• **TASK REQUIREMENTS**:
Report all lines in the records that hold the string "HealthResponse".

*** AVAILABLE DATA

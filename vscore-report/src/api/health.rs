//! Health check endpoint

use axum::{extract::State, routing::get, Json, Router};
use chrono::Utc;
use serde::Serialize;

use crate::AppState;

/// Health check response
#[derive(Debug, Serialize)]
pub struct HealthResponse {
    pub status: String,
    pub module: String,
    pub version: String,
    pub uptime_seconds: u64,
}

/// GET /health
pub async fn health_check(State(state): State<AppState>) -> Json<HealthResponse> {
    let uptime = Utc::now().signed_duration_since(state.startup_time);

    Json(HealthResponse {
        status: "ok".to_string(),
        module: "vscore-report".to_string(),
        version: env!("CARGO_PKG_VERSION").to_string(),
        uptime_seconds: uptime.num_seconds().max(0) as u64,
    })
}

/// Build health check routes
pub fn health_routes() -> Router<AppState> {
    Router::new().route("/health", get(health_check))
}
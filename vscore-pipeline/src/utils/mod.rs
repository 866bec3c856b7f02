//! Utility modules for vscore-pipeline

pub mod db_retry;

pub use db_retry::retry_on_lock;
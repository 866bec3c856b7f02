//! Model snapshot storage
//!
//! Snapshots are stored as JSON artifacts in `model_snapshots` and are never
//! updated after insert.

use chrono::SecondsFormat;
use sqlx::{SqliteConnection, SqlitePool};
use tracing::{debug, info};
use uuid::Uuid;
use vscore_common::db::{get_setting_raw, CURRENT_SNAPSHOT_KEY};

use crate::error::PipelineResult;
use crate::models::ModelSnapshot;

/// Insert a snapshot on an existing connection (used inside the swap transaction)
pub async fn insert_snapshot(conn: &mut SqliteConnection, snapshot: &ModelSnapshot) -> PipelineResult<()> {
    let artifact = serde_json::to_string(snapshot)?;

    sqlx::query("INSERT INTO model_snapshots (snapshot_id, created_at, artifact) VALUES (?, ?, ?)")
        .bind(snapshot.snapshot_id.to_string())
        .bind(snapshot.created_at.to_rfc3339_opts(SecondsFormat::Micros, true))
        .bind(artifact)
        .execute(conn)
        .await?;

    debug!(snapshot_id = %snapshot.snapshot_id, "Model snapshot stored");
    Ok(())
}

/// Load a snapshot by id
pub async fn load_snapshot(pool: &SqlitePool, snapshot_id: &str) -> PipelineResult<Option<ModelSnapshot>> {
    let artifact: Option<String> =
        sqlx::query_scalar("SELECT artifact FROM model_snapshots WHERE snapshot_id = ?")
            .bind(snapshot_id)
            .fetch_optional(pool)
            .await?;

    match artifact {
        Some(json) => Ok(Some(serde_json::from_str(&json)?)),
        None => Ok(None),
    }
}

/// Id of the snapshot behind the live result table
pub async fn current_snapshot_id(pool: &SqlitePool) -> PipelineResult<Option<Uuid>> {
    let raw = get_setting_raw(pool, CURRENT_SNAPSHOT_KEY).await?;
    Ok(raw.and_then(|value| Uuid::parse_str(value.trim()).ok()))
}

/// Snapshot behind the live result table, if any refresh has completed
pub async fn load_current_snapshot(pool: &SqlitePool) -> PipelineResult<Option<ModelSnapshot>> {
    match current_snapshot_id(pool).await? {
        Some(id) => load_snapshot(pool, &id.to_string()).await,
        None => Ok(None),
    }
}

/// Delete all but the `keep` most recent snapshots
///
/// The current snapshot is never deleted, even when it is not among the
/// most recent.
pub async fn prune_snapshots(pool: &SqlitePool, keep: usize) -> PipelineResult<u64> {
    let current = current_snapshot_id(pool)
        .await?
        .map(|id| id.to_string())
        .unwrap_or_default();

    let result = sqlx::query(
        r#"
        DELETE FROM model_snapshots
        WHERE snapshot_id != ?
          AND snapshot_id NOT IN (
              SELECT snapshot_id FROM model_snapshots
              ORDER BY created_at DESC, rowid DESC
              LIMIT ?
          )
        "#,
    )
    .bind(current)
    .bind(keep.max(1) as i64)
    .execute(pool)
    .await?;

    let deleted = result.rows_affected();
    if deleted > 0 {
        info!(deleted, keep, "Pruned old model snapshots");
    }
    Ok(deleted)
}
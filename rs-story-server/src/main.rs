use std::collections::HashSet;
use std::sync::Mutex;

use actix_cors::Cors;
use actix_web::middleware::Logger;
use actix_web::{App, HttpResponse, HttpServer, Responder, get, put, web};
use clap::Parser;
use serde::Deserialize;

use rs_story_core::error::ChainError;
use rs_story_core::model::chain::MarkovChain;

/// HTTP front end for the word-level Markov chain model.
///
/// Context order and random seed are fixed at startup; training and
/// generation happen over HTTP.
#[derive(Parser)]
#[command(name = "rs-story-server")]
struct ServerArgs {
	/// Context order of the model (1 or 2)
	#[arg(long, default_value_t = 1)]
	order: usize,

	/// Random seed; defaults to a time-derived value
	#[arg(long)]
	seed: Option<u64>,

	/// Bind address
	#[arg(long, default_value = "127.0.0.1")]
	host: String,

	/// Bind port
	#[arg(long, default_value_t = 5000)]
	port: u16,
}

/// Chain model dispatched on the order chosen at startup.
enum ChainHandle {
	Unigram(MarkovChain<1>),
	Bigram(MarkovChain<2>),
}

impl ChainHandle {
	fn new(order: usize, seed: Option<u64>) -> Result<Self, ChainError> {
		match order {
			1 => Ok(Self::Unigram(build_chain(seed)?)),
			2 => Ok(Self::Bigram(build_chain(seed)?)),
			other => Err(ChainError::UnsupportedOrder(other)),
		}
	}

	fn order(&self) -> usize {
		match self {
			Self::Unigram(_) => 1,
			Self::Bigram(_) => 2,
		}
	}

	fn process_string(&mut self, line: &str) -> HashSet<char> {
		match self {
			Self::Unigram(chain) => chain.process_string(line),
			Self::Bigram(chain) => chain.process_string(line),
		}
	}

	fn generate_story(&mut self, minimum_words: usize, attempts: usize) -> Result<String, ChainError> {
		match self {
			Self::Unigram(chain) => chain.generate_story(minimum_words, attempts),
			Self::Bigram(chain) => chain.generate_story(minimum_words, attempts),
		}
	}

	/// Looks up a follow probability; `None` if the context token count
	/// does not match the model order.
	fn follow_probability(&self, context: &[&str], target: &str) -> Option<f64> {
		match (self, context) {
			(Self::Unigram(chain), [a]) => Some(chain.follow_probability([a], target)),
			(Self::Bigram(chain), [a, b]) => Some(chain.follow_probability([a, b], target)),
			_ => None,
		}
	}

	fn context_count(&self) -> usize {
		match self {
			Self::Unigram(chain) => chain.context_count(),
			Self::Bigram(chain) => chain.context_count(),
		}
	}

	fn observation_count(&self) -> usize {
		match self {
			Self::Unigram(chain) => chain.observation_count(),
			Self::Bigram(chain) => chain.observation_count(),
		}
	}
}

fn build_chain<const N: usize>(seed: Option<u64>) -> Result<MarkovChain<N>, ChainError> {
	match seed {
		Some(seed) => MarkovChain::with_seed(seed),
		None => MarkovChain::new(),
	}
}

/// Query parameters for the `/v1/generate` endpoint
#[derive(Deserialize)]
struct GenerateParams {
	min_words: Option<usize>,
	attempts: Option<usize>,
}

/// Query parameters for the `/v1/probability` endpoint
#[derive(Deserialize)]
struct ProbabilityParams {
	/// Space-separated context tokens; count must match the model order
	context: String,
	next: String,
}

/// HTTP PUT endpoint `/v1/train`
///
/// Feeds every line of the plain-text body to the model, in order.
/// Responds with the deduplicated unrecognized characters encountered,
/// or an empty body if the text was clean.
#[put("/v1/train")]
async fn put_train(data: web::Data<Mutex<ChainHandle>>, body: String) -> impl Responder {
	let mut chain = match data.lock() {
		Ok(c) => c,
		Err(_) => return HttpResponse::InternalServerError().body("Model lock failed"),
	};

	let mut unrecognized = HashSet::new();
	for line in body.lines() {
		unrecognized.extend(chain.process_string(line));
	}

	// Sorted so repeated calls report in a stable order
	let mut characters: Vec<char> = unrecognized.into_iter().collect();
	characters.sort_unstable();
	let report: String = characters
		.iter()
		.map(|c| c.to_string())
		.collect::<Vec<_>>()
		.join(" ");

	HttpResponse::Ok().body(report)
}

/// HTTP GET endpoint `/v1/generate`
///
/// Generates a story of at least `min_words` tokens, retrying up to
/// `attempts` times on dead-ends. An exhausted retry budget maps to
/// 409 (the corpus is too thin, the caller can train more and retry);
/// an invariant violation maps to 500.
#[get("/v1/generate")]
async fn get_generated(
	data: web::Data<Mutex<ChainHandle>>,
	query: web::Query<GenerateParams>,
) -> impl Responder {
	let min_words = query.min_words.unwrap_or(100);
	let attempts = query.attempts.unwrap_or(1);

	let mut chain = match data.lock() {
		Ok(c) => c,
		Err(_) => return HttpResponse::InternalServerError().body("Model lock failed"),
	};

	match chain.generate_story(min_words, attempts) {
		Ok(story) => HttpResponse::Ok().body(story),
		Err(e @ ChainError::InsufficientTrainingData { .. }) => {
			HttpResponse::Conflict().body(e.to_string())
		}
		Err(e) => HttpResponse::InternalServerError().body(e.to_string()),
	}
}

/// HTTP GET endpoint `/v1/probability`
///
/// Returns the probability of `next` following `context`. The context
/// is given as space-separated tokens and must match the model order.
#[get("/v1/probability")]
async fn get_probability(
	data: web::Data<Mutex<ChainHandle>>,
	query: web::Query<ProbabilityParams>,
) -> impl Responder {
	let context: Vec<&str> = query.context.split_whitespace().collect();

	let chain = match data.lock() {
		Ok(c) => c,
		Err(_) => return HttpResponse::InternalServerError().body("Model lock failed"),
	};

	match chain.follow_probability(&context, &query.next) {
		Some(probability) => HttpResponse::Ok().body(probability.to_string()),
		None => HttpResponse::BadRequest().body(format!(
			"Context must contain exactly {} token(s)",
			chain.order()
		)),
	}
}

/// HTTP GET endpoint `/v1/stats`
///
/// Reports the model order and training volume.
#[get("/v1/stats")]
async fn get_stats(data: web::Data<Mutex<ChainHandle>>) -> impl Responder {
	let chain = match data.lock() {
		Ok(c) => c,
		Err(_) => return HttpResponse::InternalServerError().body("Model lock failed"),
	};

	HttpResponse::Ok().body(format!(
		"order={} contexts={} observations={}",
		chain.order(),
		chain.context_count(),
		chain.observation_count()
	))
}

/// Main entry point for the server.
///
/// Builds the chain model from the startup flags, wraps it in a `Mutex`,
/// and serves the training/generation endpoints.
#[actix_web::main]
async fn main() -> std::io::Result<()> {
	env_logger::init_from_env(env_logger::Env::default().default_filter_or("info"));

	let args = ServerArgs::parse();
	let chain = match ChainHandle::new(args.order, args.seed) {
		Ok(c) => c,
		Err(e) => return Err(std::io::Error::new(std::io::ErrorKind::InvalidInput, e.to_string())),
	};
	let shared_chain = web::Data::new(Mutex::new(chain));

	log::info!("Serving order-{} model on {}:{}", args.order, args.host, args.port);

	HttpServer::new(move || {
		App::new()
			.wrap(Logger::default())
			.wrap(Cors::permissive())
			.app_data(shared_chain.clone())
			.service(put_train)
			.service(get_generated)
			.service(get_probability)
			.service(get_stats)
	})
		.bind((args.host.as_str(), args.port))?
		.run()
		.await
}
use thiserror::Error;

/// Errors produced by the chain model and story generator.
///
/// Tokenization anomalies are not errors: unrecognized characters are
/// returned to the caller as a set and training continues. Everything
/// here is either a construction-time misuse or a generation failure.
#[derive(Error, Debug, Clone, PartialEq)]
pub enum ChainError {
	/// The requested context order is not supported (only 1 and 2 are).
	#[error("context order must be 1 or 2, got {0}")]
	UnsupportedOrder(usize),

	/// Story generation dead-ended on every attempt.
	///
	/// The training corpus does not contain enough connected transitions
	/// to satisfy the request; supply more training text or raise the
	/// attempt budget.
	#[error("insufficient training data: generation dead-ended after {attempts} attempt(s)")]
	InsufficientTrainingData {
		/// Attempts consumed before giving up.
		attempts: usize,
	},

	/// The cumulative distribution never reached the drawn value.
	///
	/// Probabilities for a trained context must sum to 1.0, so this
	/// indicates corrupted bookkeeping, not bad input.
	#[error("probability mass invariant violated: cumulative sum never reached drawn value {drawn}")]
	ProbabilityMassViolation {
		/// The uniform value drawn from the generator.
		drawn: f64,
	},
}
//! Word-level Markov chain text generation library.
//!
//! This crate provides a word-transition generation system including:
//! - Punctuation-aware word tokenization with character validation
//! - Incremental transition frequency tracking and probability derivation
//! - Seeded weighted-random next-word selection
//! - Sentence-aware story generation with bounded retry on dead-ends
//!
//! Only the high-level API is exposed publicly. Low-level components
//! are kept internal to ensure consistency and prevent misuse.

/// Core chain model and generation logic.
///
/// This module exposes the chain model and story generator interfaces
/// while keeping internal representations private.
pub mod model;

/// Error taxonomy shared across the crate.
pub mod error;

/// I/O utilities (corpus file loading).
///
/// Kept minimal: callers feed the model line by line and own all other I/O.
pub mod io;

******

• **WRITTEN RESPONSE**:
pub struct HealthResponse {
pub async fn health_check(State(state): State<AppState>) -> Json<HealthResponse> {
    Json(HealthResponse {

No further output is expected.